# TASK TO CARRY OUT
In how many lines of the records below does the word "matches" appear? Reply with the number only.

# GIVEN ENTRIES
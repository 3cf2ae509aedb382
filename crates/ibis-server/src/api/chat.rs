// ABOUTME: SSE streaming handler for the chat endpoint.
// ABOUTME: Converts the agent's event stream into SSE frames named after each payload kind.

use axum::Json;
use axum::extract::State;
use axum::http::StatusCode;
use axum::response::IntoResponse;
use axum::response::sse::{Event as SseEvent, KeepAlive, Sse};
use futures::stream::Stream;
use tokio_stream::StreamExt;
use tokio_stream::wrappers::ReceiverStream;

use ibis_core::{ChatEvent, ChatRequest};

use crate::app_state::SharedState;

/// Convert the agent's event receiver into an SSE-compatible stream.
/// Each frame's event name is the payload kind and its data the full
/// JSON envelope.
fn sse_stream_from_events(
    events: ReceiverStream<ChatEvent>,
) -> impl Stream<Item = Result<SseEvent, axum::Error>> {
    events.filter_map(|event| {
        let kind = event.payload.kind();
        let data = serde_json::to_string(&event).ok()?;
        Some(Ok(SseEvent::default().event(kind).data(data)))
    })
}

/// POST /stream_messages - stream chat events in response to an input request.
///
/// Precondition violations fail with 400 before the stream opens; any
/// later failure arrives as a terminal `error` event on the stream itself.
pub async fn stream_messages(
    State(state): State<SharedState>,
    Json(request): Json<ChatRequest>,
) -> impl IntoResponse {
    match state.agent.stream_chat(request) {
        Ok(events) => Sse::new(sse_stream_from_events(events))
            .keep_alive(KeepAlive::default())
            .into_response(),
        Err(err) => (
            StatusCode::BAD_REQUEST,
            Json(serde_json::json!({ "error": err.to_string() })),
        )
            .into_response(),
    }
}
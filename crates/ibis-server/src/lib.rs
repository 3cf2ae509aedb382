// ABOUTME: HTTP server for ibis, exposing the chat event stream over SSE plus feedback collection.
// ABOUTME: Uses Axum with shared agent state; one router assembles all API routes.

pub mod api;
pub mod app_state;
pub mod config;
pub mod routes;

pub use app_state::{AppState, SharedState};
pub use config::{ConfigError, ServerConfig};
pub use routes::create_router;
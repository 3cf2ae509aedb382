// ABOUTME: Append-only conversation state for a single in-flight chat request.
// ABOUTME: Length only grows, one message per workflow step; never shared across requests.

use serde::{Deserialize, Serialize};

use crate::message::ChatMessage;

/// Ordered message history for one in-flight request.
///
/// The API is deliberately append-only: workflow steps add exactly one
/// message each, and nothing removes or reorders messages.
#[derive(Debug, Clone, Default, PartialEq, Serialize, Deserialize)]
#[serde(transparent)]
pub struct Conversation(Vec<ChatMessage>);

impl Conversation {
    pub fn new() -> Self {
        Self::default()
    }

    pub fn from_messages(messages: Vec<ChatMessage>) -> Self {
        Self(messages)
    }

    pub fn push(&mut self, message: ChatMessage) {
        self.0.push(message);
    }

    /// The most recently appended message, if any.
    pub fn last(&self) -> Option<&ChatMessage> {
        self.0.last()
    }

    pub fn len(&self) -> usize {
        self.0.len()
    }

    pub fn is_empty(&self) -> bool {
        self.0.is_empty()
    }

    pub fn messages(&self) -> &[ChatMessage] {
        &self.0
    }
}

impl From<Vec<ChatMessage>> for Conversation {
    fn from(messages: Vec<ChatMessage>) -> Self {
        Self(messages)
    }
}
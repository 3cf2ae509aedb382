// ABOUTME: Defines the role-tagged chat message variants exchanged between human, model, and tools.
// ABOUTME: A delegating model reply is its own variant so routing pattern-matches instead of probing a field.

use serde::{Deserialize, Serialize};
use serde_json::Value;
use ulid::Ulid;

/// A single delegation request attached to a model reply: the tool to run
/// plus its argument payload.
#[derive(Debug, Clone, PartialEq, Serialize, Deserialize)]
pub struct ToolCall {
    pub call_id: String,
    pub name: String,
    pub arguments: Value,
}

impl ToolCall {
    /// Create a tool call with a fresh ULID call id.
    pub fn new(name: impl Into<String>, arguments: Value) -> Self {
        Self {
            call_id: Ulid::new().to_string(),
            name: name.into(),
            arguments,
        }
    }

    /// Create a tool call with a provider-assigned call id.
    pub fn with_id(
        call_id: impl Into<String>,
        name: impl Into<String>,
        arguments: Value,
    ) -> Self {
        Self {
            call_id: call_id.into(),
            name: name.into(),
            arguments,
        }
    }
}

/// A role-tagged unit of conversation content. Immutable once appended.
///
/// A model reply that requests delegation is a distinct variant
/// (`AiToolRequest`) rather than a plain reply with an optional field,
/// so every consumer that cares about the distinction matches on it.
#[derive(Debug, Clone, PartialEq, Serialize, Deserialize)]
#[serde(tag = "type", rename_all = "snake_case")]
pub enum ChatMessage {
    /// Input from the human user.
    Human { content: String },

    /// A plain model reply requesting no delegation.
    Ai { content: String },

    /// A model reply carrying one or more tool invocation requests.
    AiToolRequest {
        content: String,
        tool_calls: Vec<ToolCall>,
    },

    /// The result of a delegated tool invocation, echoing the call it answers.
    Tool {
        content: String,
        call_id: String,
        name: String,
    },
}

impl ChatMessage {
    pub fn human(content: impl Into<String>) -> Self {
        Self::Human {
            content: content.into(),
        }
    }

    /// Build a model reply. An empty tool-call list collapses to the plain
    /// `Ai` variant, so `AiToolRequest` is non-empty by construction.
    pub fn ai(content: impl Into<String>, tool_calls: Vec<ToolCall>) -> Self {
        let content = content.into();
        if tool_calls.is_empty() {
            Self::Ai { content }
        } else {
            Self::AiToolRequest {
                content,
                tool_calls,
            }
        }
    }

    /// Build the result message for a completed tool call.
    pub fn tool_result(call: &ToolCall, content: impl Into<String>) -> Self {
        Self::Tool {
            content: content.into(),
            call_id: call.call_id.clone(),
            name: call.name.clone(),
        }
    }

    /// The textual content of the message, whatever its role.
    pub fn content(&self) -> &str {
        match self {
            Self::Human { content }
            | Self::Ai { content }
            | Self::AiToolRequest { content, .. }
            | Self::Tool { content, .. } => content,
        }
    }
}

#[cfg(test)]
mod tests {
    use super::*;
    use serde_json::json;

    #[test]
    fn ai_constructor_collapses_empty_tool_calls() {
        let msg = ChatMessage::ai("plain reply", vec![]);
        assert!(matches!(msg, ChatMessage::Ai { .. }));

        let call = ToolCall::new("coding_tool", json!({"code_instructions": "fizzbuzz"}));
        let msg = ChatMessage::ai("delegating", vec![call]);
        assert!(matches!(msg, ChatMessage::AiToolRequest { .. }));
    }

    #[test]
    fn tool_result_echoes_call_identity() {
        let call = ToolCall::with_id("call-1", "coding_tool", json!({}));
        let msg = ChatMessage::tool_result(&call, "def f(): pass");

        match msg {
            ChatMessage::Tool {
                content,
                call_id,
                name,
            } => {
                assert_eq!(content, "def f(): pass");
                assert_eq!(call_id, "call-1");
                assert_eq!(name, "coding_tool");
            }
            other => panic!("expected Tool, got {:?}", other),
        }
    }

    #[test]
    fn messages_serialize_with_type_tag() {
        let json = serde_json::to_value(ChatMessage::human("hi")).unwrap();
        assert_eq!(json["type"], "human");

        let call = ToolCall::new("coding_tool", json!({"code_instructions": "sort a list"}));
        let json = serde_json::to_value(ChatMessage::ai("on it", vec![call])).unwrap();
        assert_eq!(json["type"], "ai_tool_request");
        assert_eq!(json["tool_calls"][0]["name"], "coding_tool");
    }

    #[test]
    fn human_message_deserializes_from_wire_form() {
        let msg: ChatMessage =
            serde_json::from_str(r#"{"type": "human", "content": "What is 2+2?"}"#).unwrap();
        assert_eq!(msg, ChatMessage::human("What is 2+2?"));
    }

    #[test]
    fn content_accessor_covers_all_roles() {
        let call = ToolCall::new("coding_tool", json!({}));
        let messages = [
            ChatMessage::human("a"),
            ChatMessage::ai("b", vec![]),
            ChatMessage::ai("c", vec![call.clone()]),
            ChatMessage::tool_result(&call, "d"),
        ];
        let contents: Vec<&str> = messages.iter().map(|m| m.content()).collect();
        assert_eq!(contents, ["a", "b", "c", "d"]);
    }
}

# ANSWER SPACE
4